Why Younger Employees Tend to Switch Off
Start with context. Pension conversations have traditionally been aimed, implicitly or explicitly, at employees within a decade of retirement. The communications, the language and even the timing of benefits reviews have all reflected that priority. Younger workers picked up on it, rationally concluded it was not yet relevant to them, and disengaged.
That is not a failure of motivation on their part. It is a design failure.
There is also the question of competing priorities. Someone in their mid-twenties dealing with student debt, rising rent and a job market that looks very different from the one their parents navigated is not going to prioritise a pension that will not pay out for 40 years without some fairly compelling reasons to do so. Generic messaging about compound interest rarely cuts through. Specific, practical information about what their contributions actually mean in real terms is considerably more likely to land.
What Low Engagement Costs the Business
HR professionals sometimes struggle to make the internal case for investing in pension engagement, partly because the consequences of low engagement are diffuse and slow-moving rather than immediate and visible.
But they are real. Financial stress is consistently linked to lower productivity, higher absence and increased staff turnover, and pension uncertainty is a meaningful driver of financial anxiety. Beyond that, employees who do not understand their pension are much less likely to recognise its value as part of their overall package, which makes it harder to use benefits as a retention tool when it counts.

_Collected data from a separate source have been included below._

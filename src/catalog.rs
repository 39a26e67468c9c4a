//! Storefront and admin-panel inventory logic.
//!
//! Reads go remote-then-local; a successful remote listing refreshes the local
//! copy. Mutations are sent to the remote on a best-effort basis and always
//! applied to the local catalog, so the surface sees its change either way.

use chrono::{DateTime, Utc};
use std::sync::Arc;
use tracing::info;

use crate::errors::CatalogError;
use crate::fallback::{FallbackPolicy, Source};
use crate::models::{PurchaseRecord, Sweet, SweetDraft};
use crate::remote::RemoteCatalog;
use crate::session::{Session, SessionState};
use crate::storage::Storage;

pub const ALL_CATEGORIES: &str = "All Categories";

/// Dashboard filter. Empty fields match everything.
#[derive(Debug, Clone, Default, PartialEq)]
pub struct SweetFilter {
    /// Case-insensitive substring of name or description
    pub search: Option<String>,
    /// Exact category; `None` or "All Categories" means any
    pub category: Option<String>,
    pub min_price: Option<f64>,
    pub max_price: Option<f64>,
}

impl SweetFilter {
    pub fn is_empty(&self) -> bool {
        self.search.as_deref().map_or(true, str::is_empty)
            && self.selected_category().is_none()
            && self.min_price.is_none()
            && self.max_price.is_none()
    }

    /// The category to filter on, None for any
    pub fn selected_category(&self) -> Option<&str> {
        self.category.as_deref().filter(|c| *c != ALL_CATEGORIES && !c.is_empty())
    }

    pub fn matches(&self, sweet: &Sweet) -> bool {
        let matches_search = match self.search.as_deref() {
            Some(term) if !term.is_empty() => {
                let term = term.to_lowercase();
                sweet.name.to_lowercase().contains(&term) || sweet.description.to_lowercase().contains(&term)
            }
            _ => true,
        };
        let matches_category = self.selected_category().map_or(true, |c| sweet.category == c);
        let matches_price = self.min_price.map_or(true, |min| sweet.price >= min)
            && self.max_price.map_or(true, |max| sweet.price <= max);
        matches_search && matches_category && matches_price
    }

    pub fn apply(&self, sweets: &[Sweet]) -> Vec<Sweet> {
        sweets.iter().filter(|s| self.matches(s)).cloned().collect()
    }
}

#[derive(Debug, Clone, Copy, PartialEq, Eq)]
pub enum StockStatus {
    OutOfStock,
    LowStock,
    MediumStock,
    InStock,
}

impl StockStatus {
    pub fn label(&self) -> &'static str {
        match self {
            StockStatus::OutOfStock => "Out of Stock",
            StockStatus::LowStock => "Low Stock",
            StockStatus::MediumStock => "Medium Stock",
            StockStatus::InStock => "In Stock",
        }
    }
}

pub fn stock_status(quantity: u32) -> StockStatus {
    match quantity {
        0 => StockStatus::OutOfStock,
        1..=4 => StockStatus::LowStock,
        5..=9 => StockStatus::MediumStock,
        _ => StockStatus::InStock,
    }
}

pub fn format_currency(amount: f64) -> String {
    format!("${:.2}", amount)
}

pub fn categories() -> Vec<&'static str> {
    vec![ALL_CATEGORIES, "Chocolate", "Gummy", "Cake", "Cookie", "Hard Candy", "Fudge", "Spun Sugar"]
}
//! Remote-then-local policy shared by every mutating operation.
//!
//! Any remote failure (network, non-2xx, 401, undecodable body) demotes the
//! call to its local substitute. Local errors are returned as-is; remote errors
//! are only logged.

use std::future::Future;
use tracing::{debug, warn};

use crate::errors::ApiError;

#[derive(Debug, Clone, Copy, PartialEq, Eq)]
pub enum Source {
    Remote,
    Local,
}

/// A value plus where it came from
#[derive(Debug, Clone, PartialEq)]
pub struct Served<T> {
    pub value: T,
    pub source: Source,
}

#[derive(Debug, Clone, Copy, Default)]
pub struct FallbackPolicy;

impl FallbackPolicy {
    /// `remote` is None when no collaborator is configured.
    pub async fn run<T, E, Fut, L>(&self, operation: &str, remote: Option<Fut>, local: L) -> Result<Served<T>, E>
    where
        Fut: Future<Output = Result<T, ApiError>>,
        L: FnOnce() -> Result<T, E>,
    {
        if let Some(call) = remote {
            match call.await {
                Ok(value) => {
                    debug!("{} served by remote API", operation);
                    return Ok(Served { value, source: Source::Remote });
                }
                Err(e) => warn!("{}: remote API not available ({}), using local fallback", operation, e),
            }
        }
        local().map(|value| Served { value, source: Source::Local })
    }

    /// Fire a remote call whose failure is tolerated; the caller applies the
    /// local change either way.
    pub async fn best_effort<T, Fut>(&self, operation: &str, remote: Option<Fut>) -> Option<T>
    where
        Fut: Future<Output = Result<T, ApiError>>,
    {
        let call = remote?;
        match call.await {
            Ok(value) => Some(value),
            Err(e) => {
                warn!("{}: remote API not available ({}), updating locally", operation, e);
                None
            }
        }
    }
}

There is a straightforward business case here that often goes unmade.
Financial Education as a Practical Response
The IFA research points towards earlier intervention and better tools. Structured financial education within the workplace is one of the more practical ways to deliver both, and it does not require a large budget or a dedicated financial adviser on staff.

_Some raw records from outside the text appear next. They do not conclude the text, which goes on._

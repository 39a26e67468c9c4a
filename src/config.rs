//! Runtime configuration, read from the environment (and `.env` via dotenvy).
//!
//! | variable                  | default                      |
//! |---------------------------|------------------------------|
//! | `SWEETSHOP_API_BASE_URL`  | `http://localhost:8080/api`  |
//! | `SWEETSHOP_TIMEOUT_SECS`  | `10`                         |
//! | `SWEETSHOP_DATA_DIR`      | `sweetshop_data`             |
//! | `SWEETSHOP_OFFLINE`       | unset (remote enabled)       |
//! | `SWEETSHOP_LOGOUT_SCOPE`  | `all` or `protected`         |
//! | `SWEETSHOP_LOG_FORMAT`    | `text`                       |

use std::path::PathBuf;
use std::time::Duration;

pub const DEFAULT_API_BASE_URL: &str = "http://localhost:8080/api";
pub const DEFAULT_DATA_DIR: &str = "sweetshop_data";

/// Which remote calls clear the session when they come back 401.
///
/// Neither scope covers `/auth/login` or `/auth/register`. A 401 from those
/// is treated as rejected credentials and the session is kept, which departs
/// from an interceptor that logs out on every 401. This keeps a failed login
/// from ending the session that was active before it.
#[derive(Debug, Clone, Copy, PartialEq, Eq, Default)]
pub enum LogoutScope {
    /// Any bearer-carrying call, including catalog reads
    #[default]
    AllEndpoints,
    /// Only calls that need a session (purchase, admin CRUD, restock)
    ProtectedEndpointsOnly,
}

impl LogoutScope {
    pub fn from_str(s: &str) -> Option<Self> {
        match s.to_lowercase().as_str() {
            "all" | "all-endpoints" | "all_endpoints" => Some(Self::AllEndpoints),
            "protected" | "protected-only" | "protected_only" => Some(Self::ProtectedEndpointsOnly),
            _ => None,
        }
    }
}

#[derive(Debug, Clone, Copy, PartialEq, Eq, Default)]
pub enum LogFormat {
    #[default]
    Text,
    Json,
}

#[derive(Debug, Clone)]
pub struct Config {
    pub api_base_url: String,
    pub request_timeout: Duration,
    pub data_dir: PathBuf,
    /// Skip the remote collaborator and go straight to the local fallback
    pub offline: bool,
    pub logout_scope: LogoutScope,
    pub log_format: LogFormat,
}

impl Default for Config {
    fn default() -> Self {
        Self {
            api_base_url: DEFAULT_API_BASE_URL.to_string(),
            request_timeout: Duration::from_secs(10),
            data_dir: PathBuf::from(DEFAULT_DATA_DIR),
            offline: false,
            logout_scope: LogoutScope::default(),
            log_format: LogFormat::default(),
        }
    }
}

impl Config {
    /// Load `.env` if present, then read `SWEETSHOP_*` variables.
    pub fn from_env() -> Self {
        dotenvy::dotenv().ok();
        Self::from_lookup(|key| std::env::var(key).ok())
    }

    /// Build from an arbitrary variable source; unparsable values keep defaults.
    pub fn from_lookup<F>(lookup: F) -> Self
    where
        F: Fn(&str) -> Option<String>,
    {
        let mut cfg = Config::default();
        if let Some(url) = lookup("SWEETSHOP_API_BASE_URL").filter(|v| !v.trim().is_empty()) {
            cfg.api_base_url = url.trim().trim_end_matches('/').to_string();
        }
        if let Some(secs) = lookup("SWEETSHOP_TIMEOUT_SECS").and_then(|v| v.trim().parse::<u64>().ok()) {
            cfg.request_timeout = Duration::from_secs(secs);
        }
        if let Some(dir) = lookup("SWEETSHOP_DATA_DIR").filter(|v| !v.trim().is_empty()) {
            cfg.data_dir = PathBuf::from(dir);
        }
        if let Some(flag) = lookup("SWEETSHOP_OFFLINE") {
            cfg.offline = matches!(flag.trim().to_lowercase().as_str(), "1" | "true" | "yes" | "on");
        }
        if let Some(scope) = lookup("SWEETSHOP_LOGOUT_SCOPE").and_then(|v| LogoutScope::from_str(&v)) {
            cfg.logout_scope = scope;
        }
        if let Some(fmt) = lookup("SWEETSHOP_LOG_FORMAT") {
            if fmt.eq_ignore_ascii_case("json") {
                cfg.log_format = LogFormat::Json;
            }
        }
        cfg
    }

    /// Apply command-line flags on top of the environment
    pub fn with_overrides(mut self, api_base_url: Option<&str>, data_dir: Option<PathBuf>, offline: bool) -> Self {
        if let Some(url) = api_base_url {
            self.api_base_url = url.trim_end_matches('/').to_string();
        }
        if let Some(dir) = data_dir {
            self.data_dir = dir;
        }
        self.offline |= offline;
        self
    }
}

Done well, it is not a one-off induction session or an annual email with a PDF attached. It means giving employees access to clear, jargon-free explanations of how their pension works and what their contributions mean, at a point in their career when the information is actually relevant to them. A 25-year-old joining a company needs something quite different from a 40-year-old who has changed jobs and wants to think about consolidating old pension pots.
E-learning suits this kind of tiered, on-demand approach well. Employees can access content when a specific decision is in front of them rather than months before or after. It is also scalable in a way that one-to-one guidance is not, which makes it accessible for smaller employers who cannot justify the cost of bringing in external financial advice for every member of staff.

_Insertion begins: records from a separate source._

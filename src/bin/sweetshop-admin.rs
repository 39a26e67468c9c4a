use clap::{Parser, Subcommand};
use std::path::PathBuf;
use std::time::Duration;

use sweet_shop::app::App;
use sweet_shop::catalog::{format_currency, stock_status};
use sweet_shop::config::Config;
use sweet_shop::guard::Route;
use sweet_shop::models::SweetDraft;
use sweet_shop::session::SessionChange;

#[derive(Parser)]
#[command(name = "sweetshop-admin")]
#[command(about = "Sweet shop admin panel (ADMIN role required)", long_about = None)]
struct Cli {
    #[command(subcommand)]
    command: Commands,

    #[arg(long, global = true)]
    url: Option<String>,

    #[arg(long, global = true)]
    data_dir: Option<PathBuf>,

    #[arg(long, global = true)]
    offline: bool,
}

#[derive(Subcommand)]
enum Commands {
    /// Inventory with stock levels
    List,
    Add {
        #[arg(short, long)]
        name: String,
        #[arg(short, long)]
        category: String,
        #[arg(short, long)]
        price: f64,
        #[arg(short, long)]
        quantity: u32,
        #[arg(short, long, default_value = "")]
        description: String,
        #[arg(short, long, default_value = "")]
        image: String,
    },
    Update {
        #[arg(long)]
        id: u64,
        #[arg(short, long)]
        name: Option<String>,
        #[arg(short, long)]
        category: Option<String>,
        #[arg(short, long)]
        price: Option<f64>,
        #[arg(short, long)]
        quantity: Option<u32>,
        #[arg(short, long)]
        description: Option<String>,
        #[arg(short, long)]
        image: Option<String>,
    },
    Delete {
        #[arg(long)]
        id: u64,
    },
    Restock {
        #[arg(long)]
        id: u64,
        #[arg(short, long)]
        quantity: u32,
    },
    /// Every purchase recorded on this client
    Purchases,
}

#[tokio::main]
async fn main() -> Result<(), Box<dyn std::error::Error>> {
    let cli = Cli::parse();
    let config = Config::from_env().with_overrides(cli.url.as_deref(), cli.data_dir.clone(), cli.offline);
    let _log_guard = sweet_shop::logging::init(&config, "sweetshop-admin.log")?;
    let app = App::open(config)?;

    let landed = app.navigate(Route::Admin);
    if landed != Route::Admin {
        match landed {
            Route::Auth => println!("Please log in first: sweetshop login -u <user> -p <password>"),
            _ => println!("Admin role required (redirected to {}).", landed.path()),
        }
        return Ok(());
    }

    let mut watcher = app.session.watch();
    match cli.command {
        Commands::List => {
            let sweets = app.catalog.list().await?;
            let low: Vec<_> = sweets.iter().filter(|s| s.quantity < 5).collect();
            for s in &sweets {
                println!(
                    "#{:<4} {:<28} {:<11} {:>7}  qty {:<4} {}",
                    s.id,
                    s.name,
                    s.category,
                    format_currency(s.price),
                    s.quantity,
                    stock_status(s.quantity).label()
                );
            }
            let value: f64 = sweets.iter().map(|s| s.price * s.quantity as f64).sum();
            println!("{} sweets, inventory value {}, {} low on stock", sweets.len(), format_currency(value), low.len());
        }
        Commands::Add { name, category, price, quantity, description, image } => {
            let draft = SweetDraft { name, category, price, quantity, description, image };
            match app.catalog.add(draft).await {
                Ok(sweet) => println!("Sweet added successfully! (#{})", sweet.id),
                Err(e) => println!("Failed to save sweet: {}", e),
            }
        }
        Commands::Update { id, name, category, price, quantity, description, image } => {
            let current = match app.catalog.get(id).await {
                Ok(s) => s,
                Err(e) => {
                    println!("{}", e);
                    return Ok(());
                }
            };
            // Unset flags keep the current values
            let draft = SweetDraft {
                name: name.unwrap_or(current.name),
                category: category.unwrap_or(current.category),
                price: price.unwrap_or(current.price),
                quantity: quantity.unwrap_or(current.quantity),
                description: description.unwrap_or(current.description),
                image: image.unwrap_or(current.image),
            };
            match app.catalog.update(id, draft).await {
                Ok(_) => println!("Sweet updated successfully!"),
                Err(e) => println!("Failed to save sweet: {}", e),
            }
        }
        Commands::Delete { id } => match app.catalog.delete(id).await {
            Ok(()) => println!("Sweet deleted successfully!"),
            Err(e) => println!("Failed to delete sweet: {}", e),
        },
        Commands::Restock { id, quantity } => match app.catalog.restock(id, quantity).await {
            Ok(sweet) => println!("Sweet restocked successfully! {} now has {}", sweet.name, sweet.quantity),
            Err(e) => println!("Failed to restock sweet: {}", e),
        },
        Commands::Purchases => {
            let records = app.catalog.purchases()?;
            for r in &records {
                println!(
                    "{}  user {:<4} {:<28} x{:<3} {:>8}",
                    r.purchase_date.to_rfc3339(),
                    r.user_id.map(|id| id.to_string()).unwrap_or_else(|| "-".to_string()),
                    r.sweet_name,
                    r.quantity,
                    format_currency(r.total_price)
                );
            }
            println!("{} purchase(s)", records.len());
        }
    }

    if watcher.latest(Duration::from_millis(20)) == Some(SessionChange::SignedOut) {
        println!("Your session expired. Please log in again.");
    }
    Ok(())
}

Aspina is currently building a financial wellbeing e-learning platform for UK employers. The resources are in development, designed to cover pensions, retirement planning and broader financial wellbeing topics in a format that works for people across different roles and life stages.
Getting the Timing Right
The consistent thread running through the research is that engagement needs to start earlier. That does not mean overloading a new employee on day one with information they cannot yet act on. It means introducing the subject early, keeping the conversation open and making sure resources are easy to find when employees are ready for them.
Building pension education into onboarding is a reasonable starting point. Making sure employees know what support exists, without having to specifically go looking for it, is another. People who understand their pension are far more likely to value it, and employees who genuinely value their benefits package are more likely to stay.
What the Research Does Not Tell Us
It is worth being direct about one gap in the data. The People’s Partnership survey captures adviser opinion, which is informed and worth taking seriously, but it does not capture what younger employees have actually said they want from pension engagement. Those two things frequently align, but not always, and there is a real risk of building engagement strategies around what advisers expect to work rather than what the intended audience has said it needs.
Employers looking to improve engagement would do well to test whatever they produce with the people it is aimed at. The direction the research points to is broadly right: earlier, more accessible and more personalised. Getting there, though, requires treating pension engagement as an ongoing conversation rather than an annual compliance task.